• _Directions_
Your answer should show every line of the material below that includes "Result".

********

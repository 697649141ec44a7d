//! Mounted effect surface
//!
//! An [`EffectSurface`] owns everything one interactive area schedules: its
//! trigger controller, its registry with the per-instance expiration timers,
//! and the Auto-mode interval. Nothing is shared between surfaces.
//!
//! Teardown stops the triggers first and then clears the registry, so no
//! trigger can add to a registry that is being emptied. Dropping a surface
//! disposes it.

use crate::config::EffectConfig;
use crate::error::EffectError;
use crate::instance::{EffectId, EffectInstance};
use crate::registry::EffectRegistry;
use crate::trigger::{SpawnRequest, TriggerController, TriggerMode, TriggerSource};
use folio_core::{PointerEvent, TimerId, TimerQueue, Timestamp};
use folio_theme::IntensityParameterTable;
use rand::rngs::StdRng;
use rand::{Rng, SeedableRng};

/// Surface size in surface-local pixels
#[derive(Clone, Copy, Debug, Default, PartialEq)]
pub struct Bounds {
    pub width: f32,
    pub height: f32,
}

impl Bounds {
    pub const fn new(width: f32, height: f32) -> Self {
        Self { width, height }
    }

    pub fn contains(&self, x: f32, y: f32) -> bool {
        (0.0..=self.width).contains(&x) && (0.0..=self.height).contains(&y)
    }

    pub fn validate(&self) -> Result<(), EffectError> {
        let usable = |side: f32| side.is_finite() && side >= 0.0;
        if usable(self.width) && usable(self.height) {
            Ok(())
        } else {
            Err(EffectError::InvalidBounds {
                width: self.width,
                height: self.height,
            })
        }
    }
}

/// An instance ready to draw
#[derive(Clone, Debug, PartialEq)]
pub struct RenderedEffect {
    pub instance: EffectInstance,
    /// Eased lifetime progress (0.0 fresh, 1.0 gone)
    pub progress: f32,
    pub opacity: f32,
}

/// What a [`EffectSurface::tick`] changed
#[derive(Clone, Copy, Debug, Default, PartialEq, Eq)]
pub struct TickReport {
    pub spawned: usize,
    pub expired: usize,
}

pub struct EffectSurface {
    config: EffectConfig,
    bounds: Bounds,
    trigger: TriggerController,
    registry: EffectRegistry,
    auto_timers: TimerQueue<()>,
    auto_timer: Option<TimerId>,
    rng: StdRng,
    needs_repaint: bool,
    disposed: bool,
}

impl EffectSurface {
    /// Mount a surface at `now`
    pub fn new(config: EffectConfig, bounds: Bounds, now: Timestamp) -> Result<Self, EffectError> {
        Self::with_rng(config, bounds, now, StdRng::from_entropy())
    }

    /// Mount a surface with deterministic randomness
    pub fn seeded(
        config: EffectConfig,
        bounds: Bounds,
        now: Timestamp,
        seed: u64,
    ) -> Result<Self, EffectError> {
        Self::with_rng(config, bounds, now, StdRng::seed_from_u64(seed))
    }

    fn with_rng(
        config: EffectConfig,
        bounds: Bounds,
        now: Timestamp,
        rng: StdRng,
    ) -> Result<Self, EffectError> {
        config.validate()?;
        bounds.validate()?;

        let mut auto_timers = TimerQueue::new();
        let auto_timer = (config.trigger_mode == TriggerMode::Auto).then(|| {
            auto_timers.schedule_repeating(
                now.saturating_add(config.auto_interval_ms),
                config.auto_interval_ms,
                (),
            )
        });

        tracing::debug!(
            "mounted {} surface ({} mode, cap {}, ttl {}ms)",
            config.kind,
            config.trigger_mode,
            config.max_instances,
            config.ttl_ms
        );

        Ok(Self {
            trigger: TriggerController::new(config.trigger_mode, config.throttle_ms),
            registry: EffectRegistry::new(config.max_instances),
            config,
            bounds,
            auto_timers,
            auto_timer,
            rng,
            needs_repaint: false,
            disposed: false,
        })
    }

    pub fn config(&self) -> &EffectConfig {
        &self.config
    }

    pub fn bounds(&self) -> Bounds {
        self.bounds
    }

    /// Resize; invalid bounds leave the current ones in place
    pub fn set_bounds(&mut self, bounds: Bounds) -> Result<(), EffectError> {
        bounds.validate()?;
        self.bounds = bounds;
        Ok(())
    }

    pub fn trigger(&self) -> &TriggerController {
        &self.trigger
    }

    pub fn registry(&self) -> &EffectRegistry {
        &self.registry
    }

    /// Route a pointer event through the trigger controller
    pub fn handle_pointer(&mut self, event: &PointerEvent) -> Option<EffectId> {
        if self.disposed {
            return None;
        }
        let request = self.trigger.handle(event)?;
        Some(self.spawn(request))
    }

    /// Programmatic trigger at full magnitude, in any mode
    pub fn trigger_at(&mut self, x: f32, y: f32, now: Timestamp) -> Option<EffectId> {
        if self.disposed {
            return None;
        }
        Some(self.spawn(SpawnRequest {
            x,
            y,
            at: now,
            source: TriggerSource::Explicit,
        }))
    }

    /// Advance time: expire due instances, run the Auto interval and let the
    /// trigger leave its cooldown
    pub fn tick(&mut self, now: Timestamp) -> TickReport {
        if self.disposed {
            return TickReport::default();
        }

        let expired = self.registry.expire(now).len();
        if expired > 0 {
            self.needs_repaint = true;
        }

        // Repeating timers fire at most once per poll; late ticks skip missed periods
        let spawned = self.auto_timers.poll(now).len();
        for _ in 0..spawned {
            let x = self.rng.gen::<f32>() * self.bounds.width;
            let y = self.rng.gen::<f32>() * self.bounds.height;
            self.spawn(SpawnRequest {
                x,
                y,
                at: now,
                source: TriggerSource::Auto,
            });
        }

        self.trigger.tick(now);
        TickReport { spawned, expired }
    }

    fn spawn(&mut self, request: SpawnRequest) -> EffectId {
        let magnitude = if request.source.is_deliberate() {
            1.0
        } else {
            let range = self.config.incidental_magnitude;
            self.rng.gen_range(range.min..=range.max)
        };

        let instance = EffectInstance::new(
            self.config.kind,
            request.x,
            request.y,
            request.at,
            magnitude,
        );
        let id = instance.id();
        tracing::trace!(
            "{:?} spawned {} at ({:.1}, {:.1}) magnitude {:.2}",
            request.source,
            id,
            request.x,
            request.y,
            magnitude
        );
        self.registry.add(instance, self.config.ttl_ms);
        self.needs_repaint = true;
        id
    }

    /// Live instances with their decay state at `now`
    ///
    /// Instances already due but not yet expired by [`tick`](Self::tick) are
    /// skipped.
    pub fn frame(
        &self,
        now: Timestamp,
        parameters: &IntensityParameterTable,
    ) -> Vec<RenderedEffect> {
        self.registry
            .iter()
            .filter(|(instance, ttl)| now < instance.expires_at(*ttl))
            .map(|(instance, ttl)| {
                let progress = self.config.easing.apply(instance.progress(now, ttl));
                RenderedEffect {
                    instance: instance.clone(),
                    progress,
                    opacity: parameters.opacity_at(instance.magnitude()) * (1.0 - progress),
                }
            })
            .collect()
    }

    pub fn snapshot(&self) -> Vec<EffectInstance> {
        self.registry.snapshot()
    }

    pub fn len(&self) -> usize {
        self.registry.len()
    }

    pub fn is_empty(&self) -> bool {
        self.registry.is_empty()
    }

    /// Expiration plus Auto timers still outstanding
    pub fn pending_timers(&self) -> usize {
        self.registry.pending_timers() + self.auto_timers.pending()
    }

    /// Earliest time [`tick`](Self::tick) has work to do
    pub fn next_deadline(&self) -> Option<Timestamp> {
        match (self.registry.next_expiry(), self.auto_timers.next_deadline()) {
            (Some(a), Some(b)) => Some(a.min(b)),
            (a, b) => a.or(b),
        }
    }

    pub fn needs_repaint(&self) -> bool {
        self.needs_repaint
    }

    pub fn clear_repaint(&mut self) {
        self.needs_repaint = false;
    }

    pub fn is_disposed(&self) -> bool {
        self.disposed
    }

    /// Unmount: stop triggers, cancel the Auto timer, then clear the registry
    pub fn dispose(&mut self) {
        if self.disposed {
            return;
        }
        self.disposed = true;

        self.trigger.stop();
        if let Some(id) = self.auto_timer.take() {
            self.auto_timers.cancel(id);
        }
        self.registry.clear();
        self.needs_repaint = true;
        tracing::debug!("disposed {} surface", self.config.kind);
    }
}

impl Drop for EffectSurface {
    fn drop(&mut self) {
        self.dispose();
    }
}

********

• _Answer to this task_
    pub fn validate(&self) -> Result<(), EffectError> {
    pub fn new(config: EffectConfig, bounds: Bounds, now: Timestamp) -> Result<Self, EffectError> {
    ) -> Result<Self, EffectError> {
    ) -> Result<Self, EffectError> {
    pub fn set_bounds(&mut self, bounds: Bounds) -> Result<(), EffectError> {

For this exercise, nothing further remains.